The evidence relevant to the claim of non-dischargeability as established at the final evidentiary hearing is basically without dispute and is as follows:

The Debtor, a man of high school education, owned and operated an automobile repair shop in a building owned by him in Sarasota, Florida. In 1987 the Debtor decided to commence a second business venture and formed a corporation, which was to engage in the business of dealing in agricultural products. The corporation was formed under the name of The Wholesale Farmer, Inc. (Wholesale Farmer), and had its business office in the same building in which the Debtor operated his automobile repair shop. It is without dispute that none of the corporate formalities were ever observed — no stock was ever issued, and while the Debtor was nominally the president and his wife the secretary, no board of directors ever functioned as such, no board resolutions were ever passed, no board meetings were ever held and, of course, no minutes of any board meetings were kept.

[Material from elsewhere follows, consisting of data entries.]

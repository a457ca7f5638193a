//! SQLite storage bootstrap and schema migration entry points.
//!
//! # Responsibility
//! - Open and configure SQLite connections for the student registry.
//! - Apply schema migrations in deterministic order.
//!
//! # Invariants
//! - Migration version is tracked via `PRAGMA user_version`.
//! - Core code must not read/write application data before migrations succeed.

use std::error::Error;
use std::fmt::{Display, Formatter};
use std::path::PathBuf;

pub mod migrations;
mod open;

pub use open::{open_db, open_db_in_memory};

pub type DbResult<T> = Result<T, DbError>;

#[derive(Debug)]
pub enum DbError {
    Sqlite(rusqlite::Error),
    /// The parent directory of a database file could not be created.
    CreateDir {
        path: PathBuf,
        source: std::io::Error,
    },
    UnsupportedSchemaVersion {
        db_version: u32,
        latest_supported: u32,
    },
}

impl Display for DbError {
    fn fmt(&self, f: &mut Formatter<'_>) -> std::fmt::Result {
        match self {
            Self::Sqlite(err) => write!(f, "{err}"),
            Self::CreateDir { path, source } => write!(
                f,
                "failed to create database directory `{}`: {source}",
                path.display()
            ),
            Self::UnsupportedSchemaVersion {
                db_version,
                latest_supported,
            } => write!(
                f,
                "database schema version {db_version} is newer than supported {latest_supported}"
            ),
        }
    }
}

impl Error for DbError {
    fn source(&self) -> Option<&(dyn Error + 'static)> {
        match self {
            Self::Sqlite(err) => Some(err),
            Self::CreateDir { source, .. } => Some(source),
            Self::UnsupportedSchemaVersion { .. } => None,
        }
    }
}

impl From<rusqlite::Error> for DbError {
    fn from(value: rusqlite::Error) -> Self {
        Self::Sqlite(value)
    }
}
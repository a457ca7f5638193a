//! Core use-case services.
//!
//! # Responsibility
//! - Orchestrate repository calls into use-case level APIs.
//! - Keep HTTP layers decoupled from storage details.

pub mod student_service;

There is no direct evidence that Wholesale Farmer was in fact engaged as a dealer or broker of agricultural products, but there is no serious dispute that this was, in fact, the case and therefore it was subject to the provisions of the Perishable Agricultural Commodities Act, 1930, as amended, 7 U.S.C. § 499a, etc. (PACA), commonly known as “PACA”. It is equally clear, however, that individually, the Debtor never applied for or obtained a license to function and operate as a dealer, broker or commissioned merchant dealing in perishable agricultural commodities subject to the provisions of PACA.

The Debtor initially hired Vernon Hoe-tling as general manager and placed him in charge of the day-to-day operation and management of Wholesale Farmer. At all times relevant, the Debtor was advised by his counsel, John Griffis, and by his accountant, Roger Dubats, who was in charge of overseeing the record keeping of the operation of Wholesale Farmer.

Wholesale Farmer maintained two bank accounts, one for general operation and one for its payroll. Basically the Debtor was involved in the operation of the business only to the limited extent of signing payroll checks, although at times he signed other checks in instances when the general manager was not available. It should be noted that none of the checks were introduced into evidence.

It appears that by early March of 1988, Wholesale Farmer ran out of funds. At this time, Dubats informed the Debtor that at least $50,000 would be required to meet Wholesale Farmer’s most pressing financial obligations. To obtain these funds, the Debtor individually borrowed $50,000 from the Wauchula State Bank and pledged as collateral his residence.

In June of 1988, Hoetling was replaced by Richard Pryor, who remained and functioned as general manager until August of 1988. Thereafter Wholesale Farmer did not have a general manager as such, but its affairs were basically conducted by someone named “Al”. However, A1 was never authorized to sign checks, and it is without dispute that after the departure of Pryor, all checks were prepared by the secretary of Dubats and then signed by the Debtor. There is nothing in this record to warrant the finding that the Debtor ever directed payment of specific obligations of the corporation or decided which of the outstanding bills should be paid. On the contrary, the record reveals that the Debt- or merely trusted Dubats, the accountant, to make these decisions.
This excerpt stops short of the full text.